(EXCERPTED DATA):
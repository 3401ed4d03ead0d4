//! # admingate-api
//!
//! HTTP API layer for AdminGate built on Axum.
//!
//! Provides the auth endpoints, the cookie-presence route gate, the
//! session middleware that runs the token guard, content proxy handlers,
//! DTOs, and error mapping.

pub mod dto;
pub mod error;
pub mod extractors;
pub mod handlers;
pub mod middleware;
pub mod router;
pub mod state;

pub use router::build_router;
pub use state::AppState;
//! Backend OAuth2 client configuration.

use serde::{Deserialize, Serialize};

use crate::error::AppError;

/// OAuth2 client configuration for the Drupal backend.
///
/// The client id and secret authenticate this gateway against the token
/// endpoint; they must never reach a browser. There are deliberately no
/// serde defaults for them — a deployment without credentials must fail
/// at startup, not at the first login.
#[derive(Debug, Clone, Serialize, Deserialize)]
pub struct OAuthConfig {
    /// Backend base URL, e.g. `https://cms.example.com`.
    #[serde(default)]
    pub base_url: String,
    /// OAuth2 client id.
    #[serde(default)]
    pub client_id: String,
    /// OAuth2 client secret.
    #[serde(default)]
    pub client_secret: String,
    /// Token endpoint path on the backend.
    #[serde(default = "default_token_path")]
    pub token_path: String,
    /// Request timeout in seconds for token and content calls.
    #[serde(default = "default_timeout")]
    pub timeout_seconds: u64,
    /// Accept self-signed upstream certificates. Development only; the
    /// flag is consumed where HTTP clients are constructed, never via
    /// process-global state.
    #[serde(default)]
    pub accept_invalid_certs: bool,
}

impl OAuthConfig {
    /// Rejects a configuration with missing backend URL or credentials.
    pub fn validate(&self) -> Result<(), AppError> {
        if self.base_url.is_empty() {
            return Err(AppError::configuration("oauth.base_url is not set"));
        }
        if self.client_id.is_empty() || self.client_secret.is_empty() {
            return Err(AppError::configuration(
                "oauth.client_id / oauth.client_secret are not set",
            ));
        }
        Ok(())
    }

    /// Full URL of the token endpoint.
    pub fn token_url(&self) -> String {
        format!("{}{}", self.base_url.trim_end_matches('/'), self.token_path)
    }
}

fn default_token_path() -> String {
    "/oauth/token".to_string()
}

fn default_timeout() -> u64 {
    30
}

(YOUR ASSIGNMENT):
The records above are to be restated word for word, in full.

(ANSWER TO THE PROBLEM):
repository 3401ed4d03ead0d4
//! # admingate-api
//!
//! HTTP API layer for AdminGate built on Axum.
//!
//! Provides the auth endpoints, the cookie-presence route gate, the
//! session middleware that runs the token guard, content proxy handlers,
//! DTOs, and error mapping.

pub mod dto;
pub mod error;
pub mod extractors;
pub mod handlers;
pub mod middleware;
pub mod router;
pub mod state;

pub use router::build_router;
pub use state::AppState;
//! Backend OAuth2 client configuration.

use serde::{Deserialize, Serialize};

use crate::error::AppError;

/// OAuth2 client configuration for the Drupal backend.
///
/// The client id and secret authenticate this gateway against the token
/// endpoint; they must never reach a browser. There are deliberately no
/// serde defaults for them — a deployment without credentials must fail
/// at startup, not at the first login.
#[derive(Debug, Clone, Serialize, Deserialize)]
pub struct OAuthConfig {
    /// Backend base URL, e.g. `https://cms.example.com`.
    #[serde(default)]
    pub base_url: String,
    /// OAuth2 client id.
    #[serde(default)]
    pub client_id: String,
    /// OAuth2 client secret.
    #[serde(default)]
    pub client_secret: String,
    /// Token endpoint path on the backend.
    #[serde(default = "default_token_path")]
    pub token_path: String,
    /// Request timeout in seconds for token and content calls.
    #[serde(default = "default_timeout")]
    pub timeout_seconds: u64,
    /// Accept self-signed upstream certificates. Development only; the
    /// flag is consumed where HTTP clients are constructed, never via
    /// process-global state.
    #[serde(default)]
    pub accept_invalid_certs: bool,
}

impl OAuthConfig {
    /// Rejects a configuration with missing backend URL or credentials.
    pub fn validate(&self) -> Result<(), AppError> {
        if self.base_url.is_empty() {
            return Err(AppError::configuration("oauth.base_url is not set"));
        }
        if self.client_id.is_empty() || self.client_secret.is_empty() {
            return Err(AppError::configuration(
                "oauth.client_id / oauth.client_secret are not set",
            ));
        }
        Ok(())
    }

    /// Full URL of the token endpoint.
    pub fn token_url(&self) -> String {
        format!("{}{}", self.base_url.trim_end_matches('/'), self.token_path)
    }
}

fn default_token_path() -> String {
    "/oauth/token".to_string()
}

fn default_timeout() -> u64 {
    30
}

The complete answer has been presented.